→ YOUR TASK
For this exercise, reproduce the entries below exactly, but only from the line containing "pub fn try_write(&self)" through the line containing "pub mod state;", both included.

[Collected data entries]
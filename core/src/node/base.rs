// orogen/src/node/base.rs

//! The node contract: one processing stage with a typed run state machine
//! (`idle -> configuring -> pre-running -> active -> ran | skipped | failed |
//! vetoed | canceled`) enforced by the engine's run loop.

use std::any::Any;
use std::sync::atomic::{AtomicU64, Ordering};

use crossbeam_channel::Sender;
use serde_yaml::Mapping;

use crate::core::analysis::AnalysisRecord;
use crate::core::control::RunOutcome;
use crate::core::editor::EditorRef;
use crate::core::state::EngineState;
use crate::error::EngineResult;

/// Stable identity for a node, assigned at construction. Used for veto
/// bookkeeping and resumption points instead of holding node references.
#[derive(Debug, Clone, Copy, PartialEq, Eq, Hash, PartialOrd, Ord)]
pub struct NodeId(u64);

static NODE_ID: AtomicU64 = AtomicU64::new(1);

impl NodeId {
  fn next() -> Self {
    NodeId(NODE_ID.fetch_add(1, Ordering::Relaxed))
  }
}

/// Tag identifying a node variant. Replaces downcast chains for the checks
/// the engine and containers need (data-node detection, fit/persist pairing,
/// template dispatch).
#[derive(Debug, Clone, Copy, PartialEq, Eq, Hash)]
pub enum NodeKind {
  Unknowns,
  References,
  FluxMonitors,
  ListenUnknowns,
  Filter,
  Grouping,
  GraphGrouping,
  FindReferences,
  FitBlanks,
  FitICFactor,
  FitIsotopeEvolution,
  FitFlux,
  BlanksPersist,
  ICFactorPersist,
  IsotopeEvolutionPersist,
  FluxPersist,
  Ideogram,
  Spectrum,
  Series,
  InverseIsochron,
  Review,
  Push,
  Email,
}

impl NodeKind {
  /// The class tag used in template documents.
  pub fn klass(&self) -> &'static str {
    match self {
      NodeKind::Unknowns => "UnknownNode",
      NodeKind::References => "ReferenceNode",
      NodeKind::FluxMonitors => "FluxMonitorsNode",
      NodeKind::ListenUnknowns => "ListenUnknownNode",
      NodeKind::Filter => "FilterNode",
      NodeKind::Grouping => "GroupingNode",
      NodeKind::GraphGrouping => "GraphGroupingNode",
      NodeKind::FindReferences => "FindReferencesNode",
      NodeKind::FitBlanks => "FitBlanksNode",
      NodeKind::FitICFactor => "FitICFactorNode",
      NodeKind::FitIsotopeEvolution => "FitIsotopeEvolutionNode",
      NodeKind::FitFlux => "FitFluxNode",
      NodeKind::BlanksPersist => "BlanksPersistNode",
      NodeKind::ICFactorPersist => "ICFactorPersistNode",
      NodeKind::IsotopeEvolutionPersist => "IsotopeEvolutionPersistNode",
      NodeKind::FluxPersist => "FluxPersistNode",
      NodeKind::Ideogram => "IdeogramNode",
      NodeKind::Spectrum => "SpectrumNode",
      NodeKind::Series => "SeriesNode",
      NodeKind::InverseIsochron => "InverseIsochronNode",
      NodeKind::Review => "ReviewNode",
      NodeKind::Push => "PushNode",
      NodeKind::Email => "EmailNode",
    }
  }

  /// True for nodes that load/hold a named collection of analyses.
  pub fn is_data(&self) -> bool {
    matches!(
      self,
      NodeKind::Unknowns | NodeKind::References | NodeKind::FluxMonitors | NodeKind::ListenUnknowns
    )
  }

  pub fn is_listen(&self) -> bool {
    matches!(self, NodeKind::ListenUnknowns)
  }

  /// The persist kind that completes this fit kind, for the auto-link
  /// invariant.
  pub fn save_counterpart(&self) -> Option<NodeKind> {
    match self {
      NodeKind::FitBlanks => Some(NodeKind::BlanksPersist),
      NodeKind::FitICFactor => Some(NodeKind::ICFactorPersist),
      NodeKind::FitIsotopeEvolution => Some(NodeKind::IsotopeEvolutionPersist),
      NodeKind::FitFlux => Some(NodeKind::FluxPersist),
      _ => None,
    }
  }

  pub fn all() -> &'static [NodeKind] {
    &[
      NodeKind::Unknowns,
      NodeKind::References,
      NodeKind::FluxMonitors,
      NodeKind::ListenUnknowns,
      NodeKind::Filter,
      NodeKind::Grouping,
      NodeKind::GraphGrouping,
      NodeKind::FindReferences,
      NodeKind::FitBlanks,
      NodeKind::FitICFactor,
      NodeKind::FitIsotopeEvolution,
      NodeKind::FitFlux,
      NodeKind::BlanksPersist,
      NodeKind::ICFactorPersist,
      NodeKind::IsotopeEvolutionPersist,
      NodeKind::FluxPersist,
      NodeKind::Ideogram,
      NodeKind::Spectrum,
      NodeKind::Series,
      NodeKind::InverseIsochron,
      NodeKind::Review,
      NodeKind::Push,
      NodeKind::Email,
    ]
  }
}

/// Execution bookkeeping common to every node.
#[derive(Debug)]
pub struct NodeCore {
  pub id: NodeId,
  pub name: String,
  pub enabled: bool,
  pub visited: bool,
  pub active: bool,
  pub index: usize,
  pub editor: Option<EditorRef>,
  /// Presentation group label assigned by template rendering.
  pub group: Option<String>,
}

impl NodeCore {
  pub fn new(name: impl Into<String>) -> Self {
    NodeCore {
      id: NodeId::next(),
      name: name.into(),
      enabled: true,
      visited: false,
      active: false,
      index: 0,
      editor: None,
      group: None,
    }
  }

  pub fn reset(&mut self) {
    self.visited = false;
    self.active = false;
    self.editor = None;
  }
}

/// Declarative form of one node, as stored in template documents.
#[derive(Debug, Clone)]
pub struct NodeTemplate {
  pub klass: String,
  pub params: Mapping,
}

impl NodeTemplate {
  pub fn new(klass: impl Into<String>) -> Self {
    NodeTemplate {
      klass: klass.into(),
      params: Mapping::new(),
    }
  }

  pub fn with(mut self, key: &str, value: impl Into<serde_yaml::Value>) -> Self {
    self.params.insert(serde_yaml::Value::from(key), value.into());
    self
  }
}

/// Hand-off surface available to nodes during the post-run pass. The listen
/// node registers its poller here; results come back to the engine through
/// the channel, never by direct mutation from another thread.
pub struct PostRunContext {
  pub listener: Sender<Vec<AnalysisRecord>>,
}

/// One processing stage in a pipeline.
///
/// `run` must be safe to re-invoke: `rerun_with` replays the entire node
/// sequence against replayed state, so a node cannot assume it executes at
/// most once per configuration.
pub trait PipelineNode: Send {
  fn core(&self) -> &NodeCore;
  fn core_mut(&mut self) -> &mut NodeCore;
  fn kind(&self) -> NodeKind;

  fn id(&self) -> NodeId {
    self.core().id
  }

  fn name(&self) -> &str {
    &self.core().name
  }

  fn is_enabled(&self) -> bool {
    self.core().enabled
  }

  /// Accept or refuse configuration. Interactive implementations may open a
  /// dialog; headless ones validate the pre-seeded configuration.
  fn configure(&mut self, interactive: bool) -> bool {
    let _ = interactive;
    true
  }

  /// Returning false is fatal for the whole run.
  fn pre_run(&mut self, state: &mut EngineState, configure: bool) -> bool {
    let _ = (state, configure);
    true
  }

  fn run(&mut self, state: &mut EngineState) -> EngineResult<RunOutcome>;

  /// Unconditional finalization, invoked for every enabled node after the
  /// main loop finishes or aborts.
  fn post_run(&mut self, ctx: &mut PostRunContext, state: &mut EngineState) {
    let _ = (ctx, state);
  }

  fn reset(&mut self) {
    self.core_mut().reset();
  }

  /// Drops any held analysis collections. Only meaningful for data nodes.
  fn clear_data(&mut self) {}

  /// Drops only the node's own unknowns working list. `rerun_with` clears
  /// this before each node's `run` so replayed state is authoritative.
  fn clear_unknowns(&mut self) {}

  /// Applies declared template parameters.
  fn load(&mut self, params: &Mapping) -> EngineResult<()> {
    let _ = params;
    Ok(())
  }

  /// Deferred initialization once wiring is final, before the node is
  /// appended to a pipeline.
  fn finish_load(&mut self) {}

  fn to_template(&self) -> NodeTemplate {
    NodeTemplate::new(self.kind().klass())
  }

  /// Service tags this node needs when materialized from a template.
  fn required(&self) -> Vec<&'static str> {
    Vec::new()
  }

  // Fit/persist auto-link hooks; only fit nodes carry the flag.
  fn has_save_node(&self) -> bool {
    false
  }
  fn set_has_save_node(&mut self, _value: bool) {}

  /// Detector-union propagation; only IC-factor fit nodes care.
  fn set_detectors(&mut self, _detectors: &[String]) {}

  fn as_any(&self) -> &dyn Any;
  fn as_any_mut(&mut self) -> &mut dyn Any;
}

/// Implements the core accessor/Any boilerplate for a node struct with a
/// `core: NodeCore` field.
macro_rules! impl_node_boilerplate {
  () => {
    fn core(&self) -> &$crate::node::base::NodeCore {
      &self.core
    }

    fn core_mut(&mut self) -> &mut $crate::node::base::NodeCore {
      &mut self.core
    }

    fn as_any(&self) -> &dyn std::any::Any {
      self
    }

    fn as_any_mut(&mut self) -> &mut dyn std::any::Any {
      self
    }
  };
}

pub(crate) use impl_node_boilerplate;
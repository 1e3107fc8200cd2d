// orogen_core/examples/basic_run.rs

//! Builds a small reduction pipeline by hand and runs it end to end against
//! an in-memory data service.

use std::collections::HashMap;
use std::sync::Arc;

use chrono::{DateTime, Utc};
use parking_lot::Mutex;
use tracing::info;
use uuid::Uuid;

use orogen::{
  Analysis, AnalysisFilter, AnalysisRecord, AnalysisType, DataService, EngineError,
  FilterComparator, FilterNode, FitKind, PipelineEngine, SelectedRecord, SelectionModel, Services,
  Shared, TemplateStore, UnknownNode,
};

/// A tiny in-memory stand-in for the data-access layer.
#[derive(Default)]
struct MemoryDvc {
  store: Mutex<HashMap<Uuid, Analysis>>,
}

impl DataService for MemoryDvc {
  fn make_analyses(&self, records: &[SelectedRecord]) -> anyhow::Result<Vec<AnalysisRecord>> {
    let store = self.store.lock();
    Ok(
      records
        .iter()
        .filter_map(|r| store.get(&r.uuid).cloned().map(Shared::new))
        .collect(),
    )
  }

  fn get_analyses_by_date_range(
    &self,
    _low: DateTime<Utc>,
    _high: DateTime<Utc>,
    _exclude_uuids: &[Uuid],
    _analysis_type: AnalysisType,
    _mass_spectrometer: &str,
  ) -> anyhow::Result<Vec<SelectedRecord>> {
    Ok(Vec::new())
  }

  fn find_references(
    &self,
    _unknowns: &[AnalysisRecord],
    _analysis_type: AnalysisType,
    _hours: i64,
  ) -> anyhow::Result<Vec<AnalysisRecord>> {
    Ok(Vec::new())
  }

  fn analysis_has_review(&self, _record: &AnalysisRecord, _attribute: &str) -> bool {
    true
  }

  fn load_raw_data(&self, _record: &AnalysisRecord, _keys: &[String]) -> anyhow::Result<()> {
    Ok(())
  }

  fn save_fits(
    &self,
    kind: FitKind,
    records: &[AnalysisRecord],
    keys: &[String],
    _fits: &[String],
  ) -> anyhow::Result<()> {
    info!(%kind, records = records.len(), ?keys, "saving fits");
    Ok(())
  }

  fn save_flux(&self, _irradiation: &str, _level: &str, _positions: &[(String, f64, f64)]) -> anyhow::Result<()> {
    Ok(())
  }

  fn push_repository(&self, name: &str) -> anyhow::Result<()> {
    info!(repository = name, "push");
    Ok(())
  }

  fn pull_repository(&self, _name: &str) -> anyhow::Result<()> {
    Ok(())
  }

  fn repository_status(&self, _name: &str) -> anyhow::Result<(usize, usize)> {
    Ok((0, 0))
  }
}

struct NoSelection;

impl SelectionModel for NoSelection {
  fn selected_records(&self) -> Vec<SelectedRecord> {
    Vec::new()
  }
}

fn main() -> Result<(), EngineError> {
  tracing_subscriber::fmt().with_max_level(tracing::Level::INFO).init();

  info!("--- Basic Run Example ---");

  let dvc = Arc::new(MemoryDvc::default());

  // seed three unknowns, one of them too old to keep
  let mut records = Vec::new();
  for (rid, project, age) in [
    ("62455-01A", "Fish Canyon", 28.2),
    ("62455-02A", "Fish Canyon", 28.3),
    ("62456-01A", "Alder Creek", 1300.0),
  ] {
    let mut a = Analysis::new(rid, AnalysisType::Unknown);
    a.project = project.to_string();
    a.repository_identifier = "IrradiationNM-300".to_string();
    a.age = age;
    records.push(SelectedRecord {
      uuid: a.uuid,
      record_id: a.record_id.clone(),
      repository_identifier: a.repository_identifier.clone(),
    });
    dvc.store.lock().insert(a.uuid, a);
  }

  let services = Services::new(dvc.clone(), Arc::new(NoSelection));
  let store = TemplateStore::new("core/templates", "user_templates");
  let mut engine = PipelineEngine::new(services, store)?;

  // data node seeded directly; a GUI would route a browser selection here
  let mut unknowns = UnknownNode::new(dvc.clone(), Arc::new(NoSelection));
  unknowns.set_unknowns(dvc.make_analyses(&records).map_err(|e| EngineError::Internal(e.to_string()))?);
  engine.pipeline_mut().append(Box::new(unknowns));

  let filter = FilterNode::new().with_filter(AnalysisFilter::new("age", FilterComparator::Gt, 100.0));
  engine.pipeline_mut().append(Box::new(filter));

  let status = engine.run_pipeline()?;
  info!(?status, "pipeline finished");

  let state = engine.state.as_ref().expect("state is live after a run");
  info!("kept {} unknowns:", state.unknowns.len());
  for rec in &state.unknowns {
    let a = rec.read();
    info!("- {} ({})", a.record_id, a.project);
  }
  info!("projects: {:?}", state.projects);

  assert_eq!(state.unknowns.len(), 2);
  Ok(())
}
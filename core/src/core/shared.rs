// core/src/core/shared.rs
use parking_lot::{
  MappedRwLockReadGuard,
  MappedRwLockWriteGuard,
  RwLock,
  RwLockReadGuard,
  RwLockWriteGuard,
};
use std::sync::Arc;

/// A wrapper providing shared ownership and interior mutability over a piece
/// of pipeline data, using parking_lot::RwLock.
///
/// Analysis records and editors are handed to many nodes at once; grouping
/// and tagging nodes mutate them in place and the mutations must be visible
/// to every later node without copying.
#[derive(Debug)]
pub struct Shared<T>(Arc<RwLock<T>>);

impl<T> Shared<T> {
  pub fn new(data: T) -> Self {
    Shared(Arc::new(RwLock::new(data)))
  }

  /// Acquires a read lock.
  pub fn read(&self) -> RwLockReadGuard<'_, T> {
    self.0.read()
  }

  /// Acquires a write lock.
  pub fn write(&self) -> RwLockWriteGuard<'_, T> {
    self.0.write()
  }

  /// Attempts to acquire a read lock without blocking.
  pub fn try_read(&self) -> Option<RwLockReadGuard<'_, T>> {
    self.0.try_read()
  }

  /// Attempts to acquire a write lock without blocking.
  pub fn try_write(&self) -> Option<RwLockWriteGuard<'_, T>> {
    self.0.try_write()
  }

  // Guard to a single field under a read lock.
  // Example: record.map_read(|a| &a.project)
  pub fn map_read<F, U: ?Sized>(&self, f: F) -> MappedRwLockReadGuard<'_, U>
  where
    F: FnOnce(&T) -> &U,
  {
    RwLockReadGuard::map(self.read(), f)
  }

  pub fn map_write<F, U: ?Sized>(&self, f: F) -> MappedRwLockWriteGuard<'_, U>
  where
    F: FnOnce(&mut T) -> &mut U,
  {
    RwLockWriteGuard::map(self.write(), f)
  }

  /// True when both handles point at the same underlying data.
  pub fn ptr_eq(&self, other: &Self) -> bool {
    Arc::ptr_eq(&self.0, &other.0)
  }
}

impl<T> Clone for Shared<T> {
  fn clone(&self) -> Self {
    Shared(Arc::clone(&self.0))
  }
}

impl<T: Default> Default for Shared<T> {
  fn default() -> Self {
    Self::new(Default::default())
  }
}
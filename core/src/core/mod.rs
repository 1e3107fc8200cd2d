// orogen/src/core/mod.rs

pub mod analysis;
pub mod control;
pub mod editor;
pub mod shared;
pub mod state;

pub use analysis::{into_records, Analysis, AnalysisRecord, AnalysisType, Isotope};
pub use control::{RunOutcome, RunStatus};
pub use editor::{Editor, EditorKind, EditorRef, ResultRow};
pub use shared::Shared;
pub use state::EngineState;
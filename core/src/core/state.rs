// orogen/src/core/state.rs

//! The mutable context threaded through one pipeline run.

use std::collections::BTreeSet;

use crate::core::analysis::AnalysisRecord;
use crate::core::editor::EditorRef;
use crate::node::NodeId;

/// Shared mutable state for a single pipeline run.
///
/// Ownership rule: exactly one `PipelineEngine` holds a live `EngineState`
/// at a time. A fresh run replaces the instance; resuming reuses it. Nodes
/// read and mutate designated fields through `&mut` access during their own
/// step but never replace the object itself.
#[derive(Debug, Default)]
pub struct EngineState {
  pub unknowns: Vec<AnalysisRecord>,
  pub references: Vec<AnalysisRecord>,
  pub flux_monitors: Vec<AnalysisRecord>,

  /// Result artifacts accumulated across the run.
  pub editors: Vec<EditorRef>,

  pub canceled: bool,
  /// The node that vetoed, if any. Doubles as the resumption point.
  pub veto: Option<NodeId>,

  /// Populated by fit nodes for downstream persist nodes.
  pub saveable_keys: Vec<String>,
  pub saveable_fits: Vec<String>,

  // Derived caches, rebuilt when a node replaces a working collection.
  pub projects: BTreeSet<String>,
  pub union_detectors: Vec<String>,

  // Flux context.
  pub irradiation: String,
  pub level: String,
}

impl EngineState {
  pub fn new() -> Self {
    Self::default()
  }

  /// Rebuilds the derived caches from the current working collections.
  pub fn rebuild_derived(&mut self) {
    self.projects = self
      .unknowns
      .iter()
      .map(|r| r.read().project.clone())
      .filter(|p| !p.is_empty())
      .collect();

    let mut dets: BTreeSet<String> = BTreeSet::new();
    for rec in self.unknowns.iter().chain(self.references.iter()) {
      for iso in &rec.read().isotopes {
        dets.insert(iso.detector.clone());
      }
    }
    self.union_detectors = dets.into_iter().collect();
  }

  /// Largest `group_id` over the complete unknowns collection.
  pub fn max_group_id(&self) -> usize {
    self.unknowns.iter().map(|r| r.read().group_id).max().unwrap_or(0)
  }

  /// Largest `graph_id` over the complete unknowns collection.
  pub fn max_graph_id(&self) -> usize {
    self.unknowns.iter().map(|r| r.read().graph_id).max().unwrap_or(0)
  }

  /// Distinct repository identifiers referenced by the working collections.
  pub fn repository_identifiers(&self) -> BTreeSet<String> {
    self
      .unknowns
      .iter()
      .chain(self.references.iter())
      .map(|r| r.read().repository_identifier.clone())
      .filter(|n| !n.is_empty())
      .collect()
  }
}
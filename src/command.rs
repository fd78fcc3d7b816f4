//! SMTP command parser (C4).
//!
//! Reads one line via [`crate::io::line`], splits it into a verb and an
//! argument map, and produces the matching [`Command`] variant. Each
//! argument token is `KEY[:=VALUE]`; the key is upper-cased, the value
//! keeps its original case so a local part's case sensitivity survives.

use std::collections::HashMap;

use crate::address::MailAddress;

/// One `KEY[:=VALUE]` token from a command line.
#[derive(Debug, Clone, PartialEq, Eq)]
struct Argument {
    key: String,
    value: String,
}

/// A parsed SMTP command.
#[derive(Debug, Clone, PartialEq, Eq)]
pub enum Command {
    Helo { domain: String },
    Ehlo { domain: String },
    Mail { from: MailAddress, eightbitmime: bool },
    Rcpt { to: MailAddress },
    Data,
    Rset,
    Noop,
    Quit,
    Vrfy { param: String },
    Expn { list_name: String },
    Send,
    Soml,
    Saml,
    StartTls,
    Auth { mechanism: String, initial: Option<String> },
    /// Known verb, bad arguments.
    InvalidCmd { verb: String, info: String },
    /// Unrecognized verb.
    UnknownCmd { verb: String },
}

/// Parses one already-read command line (without its trailing CRLF).
pub fn parse(line: &str) -> Command {
    let line = line.trim_end_matches(['\r', '\n']);

    let (verb, rest) = match line.find(' ') {
        Some(i) => (line[..i].to_uppercase(), line[i + 1..].trim_start()),
        None => (line.to_uppercase(), ""),
    };

    let args = parse_args(rest);

    match verb.as_str() {
        "HELO" => match single_token(rest) {
            Some(domain) => Command::Helo { domain },
            None => Command::InvalidCmd {
                verb,
                info: "HELO requires exactly one valid domain".to_string(),
            },
        },
        "EHLO" => match single_token(rest) {
            Some(domain) => Command::Ehlo { domain },
            None => Command::InvalidCmd {
                verb,
                info: "EHLO requires exactly one valid address".to_string(),
            },
        },
        "MAIL" => match args.get("FROM") {
            Some(arg) => match MailAddress::parse(&arg.value) {
                Ok(from) => Command::Mail {
                    from,
                    eightbitmime: eightbitmime(&args),
                },
                Err(e) => Command::InvalidCmd {
                    verb,
                    info: e.to_string(),
                },
            },
            None => Command::InvalidCmd {
                verb,
                info: "MAIL requires a FROM:<addr> argument".to_string(),
            },
        },
        "RCPT" => match args.get("TO") {
            Some(arg) => match MailAddress::parse(&arg.value) {
                Ok(to) => Command::Rcpt { to },
                Err(e) => Command::InvalidCmd {
                    verb,
                    info: e.to_string(),
                },
            },
            None => Command::InvalidCmd {
                verb,
                info: "RCPT requires a TO:<addr> argument".to_string(),
            },
        },
        "DATA" => Command::Data,
        "RSET" => Command::Rset,
        "NOOP" => Command::Noop,
        "QUIT" => Command::Quit,
        "VRFY" => Command::Vrfy {
            param: single_token(rest).unwrap_or_default(),
        },
        "EXPN" => Command::Expn {
            list_name: single_token(rest).unwrap_or_default(),
        },
        "SEND" => Command::Send,
        "SOML" => Command::Soml,
        "SAML" => Command::Saml,
        "STARTTLS" => Command::StartTls,
        "AUTH" => parse_auth(rest),
        _ => Command::UnknownCmd { verb },
    }
}

fn parse_auth(rest: &str) -> Command {
    let mut parts = rest.splitn(2, ' ');
    let mechanism = parts.next().unwrap_or("").to_uppercase();
    let initial = parts.next().map(|s| s.trim().to_string()).filter(|s| !s.is_empty());
    if mechanism.is_empty() {
        Command::InvalidCmd {
            verb: "AUTH".to_string(),
            info: "AUTH requires a mechanism".to_string(),
        }
    } else {
        Command::Auth { mechanism, initial }
    }
}

/// Splits `rest` on whitespace into `KEY[:=VALUE]` tokens. The operator
/// (`:` or `=`) is not retained; both forms are treated identically.
fn parse_args(rest: &str) -> HashMap<String, Argument> {
    let mut map = HashMap::new();
    for token in rest.split_whitespace() {
        let sep = token.find([':', '=']);
        let (key, value) = match sep {
            Some(i) => (token[..i].trim().to_uppercase(), token[i + 1..].trim().to_string()),
            None => (token.trim().to_uppercase(), String::new()),
        };
        if key.is_empty() {
            continue;
        }
        map.insert(key.clone(), Argument { key, value });
    }
    map
}

/// `HELO`/`EHLO`/`VRFY`/`EXPN` take exactly one bare (non-`KEY:VALUE`) token.
fn single_token(rest: &str) -> Option<String> {
    let mut tokens = rest.split_whitespace();
    let first = tokens.next()?;
    if tokens.next().is_some() {
        return None;
    }
    Some(first.to_string())
}

fn eightbitmime(args: &HashMap<String, Argument>) -> bool {
    args.get("BODY")
        .map(|a| a.value.eq_ignore_ascii_case("8BITMIME"))
        .unwrap_or(false)
}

→ OUTPUT OF THE TASK
  pub fn try_write(&self) -> Option<RwLockWriteGuard<'_, T>> {
    self.0.try_write()
  }

  // Guard to a single field under a read lock.
  // Example: record.map_read(|a| &a.project)
  pub fn map_read<F, U: ?Sized>(&self, f: F) -> MappedRwLockReadGuard<'_, U>
  where
    F: FnOnce(&T) -> &U,
  {
    RwLockReadGuard::map(self.read(), f)
  }

  pub fn map_write<F, U: ?Sized>(&self, f: F) -> MappedRwLockWriteGuard<'_, U>
  where
    F: FnOnce(&mut T) -> &mut U,
  {
    RwLockWriteGuard::map(self.write(), f)
  }

  /// True when both handles point at the same underlying data.
  pub fn ptr_eq(&self, other: &Self) -> bool {
    Arc::ptr_eq(&self.0, &other.0)
  }
}

impl<T> Clone for Shared<T> {
  fn clone(&self) -> Self {
    Shared(Arc::clone(&self.0))
  }
}

impl<T: Default> Default for Shared<T> {
  fn default() -> Self {
    Self::new(Default::default())
  }
}
filename core/src/core/mod.rs
repository 1e3107fc8200cd2d
// orogen/src/core/mod.rs

pub mod analysis;
pub mod control;
pub mod editor;
pub mod shared;
pub mod state;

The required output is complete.